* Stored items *
━━━━━━━━━━

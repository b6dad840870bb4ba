// SPDX-License-Identifier: MIT

//! Peer recognition under the daily per-type quota, plus reactions.

use crate::db::FirestoreDb;
use crate::error::{AppError, Result};
use crate::models::recognition::DAILY_RECOGNITION_LIMIT;
use crate::models::{
    InteractionType, Recognition, RecognitionInteraction, RecognitionQuota, RecognitionType,
};
use crate::services::notifier::{NotificationEvent, NotificationKind, NotifierService};
use crate::time_utils::{now_rfc3339, today_key};
use serde::Serialize;
use std::sync::Arc;

/// Today's per-type usage for one sender.
#[derive(Debug, Clone, Serialize)]
pub struct RecognitionLimits {
    pub day: String,
    pub limit_per_type: u32,
    pub claps_used: u32,
    pub fires_used: u32,
    pub hearts_used: u32,
    pub flexes_used: u32,
    pub zaps_used: u32,
    pub trophies_used: u32,
}

impl From<RecognitionQuota> for RecognitionLimits {
    fn from(quota: RecognitionQuota) -> Self {
        Self {
            day: quota.day,
            limit_per_type: DAILY_RECOGNITION_LIMIT,
            claps_used: quota.claps_used,
            fires_used: quota.fires_used,
            hearts_used: quota.hearts_used,
            flexes_used: quota.flexes_used,
            zaps_used: quota.zaps_used,
            trophies_used: quota.trophies_used,
        }
    }
}

/// Recognition quota enforcer.
pub struct RecognitionService {
    db: FirestoreDb,
    notifier: Arc<NotifierService>,
    dispatcher_url: String,
}

impl RecognitionService {
    pub fn new(db: FirestoreDb, notifier: Arc<NotifierService>, dispatcher_url: String) -> Self {
        Self {
            db,
            notifier,
            dispatcher_url,
        }
    }

    /// Give a recognition, counted against the sender's daily quota.
    ///
    /// The recognition row and the counter increment commit together;
    /// QuotaExceeded leaves nothing written. The recipient is notified
    /// after the commit.
    pub async fn give_recognition(
        &self,
        team_id: &str,
        from_user_id: &str,
        to_user_id: &str,
        recognition_type: RecognitionType,
        message: Option<String>,
    ) -> Result<Recognition> {
        if to_user_id.trim().is_empty() {
            return Err(AppError::Validation("Recipient is required".to_string()));
        }

        let day = today_key();
        let recognition = Recognition {
            id: uuid::Uuid::new_v4().to_string(),
            from_user_id: from_user_id.to_string(),
            to_user_id: to_user_id.to_string(),
            team_id: team_id.to_string(),
            recognition_type,
            message,
            created_at: now_rfc3339(),
        };

        let quota = self.db.give_recognition_atomic(&recognition, &day).await?;

        tracing::debug!(
            from = from_user_id,
            to = to_user_id,
            recognition_type = %recognition_type,
            used = quota.used(recognition_type),
            "Recognition given"
        );

        let event = NotificationEvent {
            recipient_user_id: to_user_id.to_string(),
            actor_user_id: from_user_id.to_string(),
            kind: NotificationKind::RecognitionReceived,
            message: format!("You received a {}!", recognition_type),
            link: format!("recognition/{}", recognition.id),
        };
        self.notifier
            .queue_events_best_effort(&self.dispatcher_url, vec![event])
            .await;

        Ok(recognition)
    }

    /// Today's six per-type counters for a sender, zero-defaulted.
    pub async fn get_limits(&self, user_id: &str) -> Result<RecognitionLimits> {
        let day = today_key();
        let quota = self
            .db
            .get_recognition_quota(user_id, &day)
            .await?
            .unwrap_or_else(|| RecognitionQuota::new(user_id, &day));
        Ok(quota.into())
    }

    /// React to a recognition. One reaction per (user, type) per
    /// recognition.
    pub async fn create_interaction(
        &self,
        recognition_id: &str,
        user_id: &str,
        interaction_type: InteractionType,
    ) -> Result<RecognitionInteraction> {
        if self.db.get_recognition(recognition_id).await?.is_none() {
            return Err(AppError::NotFound("Recognition not found".to_string()));
        }

        let interaction = RecognitionInteraction {
            recognition_id: recognition_id.to_string(),
            user_id: user_id.to_string(),
            interaction_type,
            created_at: now_rfc3339(),
        };

        let created = self.db.create_interaction_if_absent(&interaction).await?;
        if !created {
            return Err(AppError::Conflict(format!(
                "User already has {} interaction for this recognition",
                interaction_type
            )));
        }

        Ok(interaction)
    }

    /// Remove a reaction.
    pub async fn remove_interaction(
        &self,
        recognition_id: &str,
        user_id: &str,
        interaction_type: InteractionType,
    ) -> Result<()> {
        let existing = self
            .db
            .get_interaction(recognition_id, user_id, interaction_type)
            .await?;
        if existing.is_none() {
            return Err(AppError::NotFound("Interaction not found".to_string()));
        }

        self.db
            .delete_interaction(recognition_id, user_id, interaction_type)
            .await
    }
}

━━━━━━━━━━

Lines with "struct" in them are what the answer must contain; copy each from the records above.

* Response to the exercise *
pub struct RecognitionLimits {
pub struct RecognitionService {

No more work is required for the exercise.